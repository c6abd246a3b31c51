// SPDX-FileCopyrightText: 2026 Stan Grams <sjg@haxx.space>
//
// SPDX-License-Identifier: BSD-2-Clause

//! Error taxonomy for device exchanges.
//!
//! A response timeout is deliberately not an error: getters yield `Ok(None)`
//! when the device stays silent (off, asleep, or the command produces no
//! reply). Errors are reserved for streams that fail, responses that arrive
//! but do not parse, and arguments rejected before any I/O.

use thiserror::Error;

#[derive(Error, Debug)]
pub enum DeviceError {
    #[error("serial port error: {0}")]
    Serial(String),

    #[error("I/O error: {0}")]
    Io(#[from] std::io::Error),

    /// Response present but its body does not match the expected shape.
    /// Distinct from "no response", which is `Ok(None)` at the call site.
    #[error("unparseable {command} response: {body:?}")]
    Decode { command: String, body: String },

    /// Argument rejected locally, before anything went to the wire.
    #[error("invalid argument: {0}")]
    InvalidArgument(String),
}

impl DeviceError {
    pub fn decode(command: &str, body: &str) -> Self {
        Self::Decode {
            command: command.to_string(),
            body: body.to_string(),
        }
    }

    pub fn invalid(message: impl Into<String>) -> Self {
        Self::InvalidArgument(message.into())
    }

    /// True for malformed-response errors, false for stream-level failures.
    pub fn is_decode(&self) -> bool {
        matches!(self, Self::Decode { .. })
    }
}

pub type DeviceResult<T> = Result<T, DeviceError>;
// SPDX-FileCopyrightText: 2026 Stan Grams <sjg@haxx.space>
//
// SPDX-License-Identifier: BSD-2-Clause

//! Combined state snapshot for the amplifier/tuner pair.
//!
//! The snapshot is replaced wholesale on every poll or control result, and
//! the replacement is what gets handed to the listener; nothing mutates a
//! published snapshot in place.

use serde::Serialize;

use kombo_core::Band;
use kombo_kat500::{Antenna, TunerFault, TunerMode};
use kombo_kpa500::{AmpFault, OperatingMode};

/// Amplifier side of the snapshot.
#[derive(Debug, Clone, PartialEq, Serialize)]
pub struct AmpStatus {
    pub powered_on: bool,
    pub operating_mode: Option<OperatingMode>,
    pub band: Option<Band>,
    pub power_watts: u16,
    pub swr: f32,
    pub temperature: Option<i16>,
    pub voltage: Option<f32>,
    pub current: Option<f32>,
    pub fault: Option<AmpFault>,
}

impl Default for AmpStatus {
    fn default() -> Self {
        Self {
            powered_on: false,
            operating_mode: None,
            band: None,
            power_watts: 0,
            swr: 1.0,
            temperature: None,
            voltage: None,
            current: None,
            fault: None,
        }
    }
}

/// Tuner side of the snapshot.
#[derive(Debug, Clone, Default, PartialEq, Serialize)]
pub struct TunerStatus {
    pub powered_on: bool,
    pub mode: Option<TunerMode>,
    pub antenna: Option<Antenna>,
    pub vswr: Option<f32>,
    pub vswr_bypass: Option<f32>,
    pub forward_voltage: Option<u16>,
    pub reflected_voltage: Option<u16>,
    pub fault: Option<TunerFault>,
    pub tuning: bool,
}

#[derive(Debug, Clone, Default, PartialEq, Serialize)]
pub struct ComboState {
    pub amp_connected: bool,
    pub tuner_connected: bool,
    /// Derived: true iff every connected device reports itself powered on.
    /// With a single device configured, that device's flag is authoritative.
    pub powered_on: bool,
    pub amp: AmpStatus,
    pub tuner: TunerStatus,
}

impl ComboState {
    /// Recompute the combined power flag from the per-device flags.
    pub fn recompute_power(&mut self) {
        let mut any_connected = false;
        let mut all_powered = true;
        if self.amp_connected {
            any_connected = true;
            all_powered &= self.amp.powered_on;
        }
        if self.tuner_connected {
            any_connected = true;
            all_powered &= self.tuner.powered_on;
        }
        self.powered_on = any_connected && all_powered;
    }
}

#[cfg(test)]
mod tests {
    use super::*;

    #[test]
    fn test_combined_power_requires_every_connected_device() {
        let mut state = ComboState {
            amp_connected: true,
            tuner_connected: true,
            ..Default::default()
        };
        state.amp.powered_on = true;
        state.tuner.powered_on = false;
        state.recompute_power();
        assert!(!state.powered_on);

        state.tuner.powered_on = true;
        state.recompute_power();
        assert!(state.powered_on);
    }

    #[test]
    fn test_single_device_power_is_authoritative() {
        let mut state = ComboState {
            amp_connected: true,
            ..Default::default()
        };
        state.amp.powered_on = true;
        // Tuner not configured; its (off) flag must not veto.
        state.recompute_power();
        assert!(state.powered_on);
    }

    #[test]
    fn test_no_connected_devices_means_no_power() {
        let mut state = ComboState::default();
        state.amp.powered_on = true;
        state.recompute_power();
        assert!(!state.powered_on);
    }
}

---------------

Copy each line of the data above that holds "body".

    /// Response present but its body does not match the expected shape.
    #[error("unparseable {command} response: {body:?}")]
    Decode { command: String, body: String },
    pub fn decode(command: &str, body: &str) -> Self {
            body: body.to_string(),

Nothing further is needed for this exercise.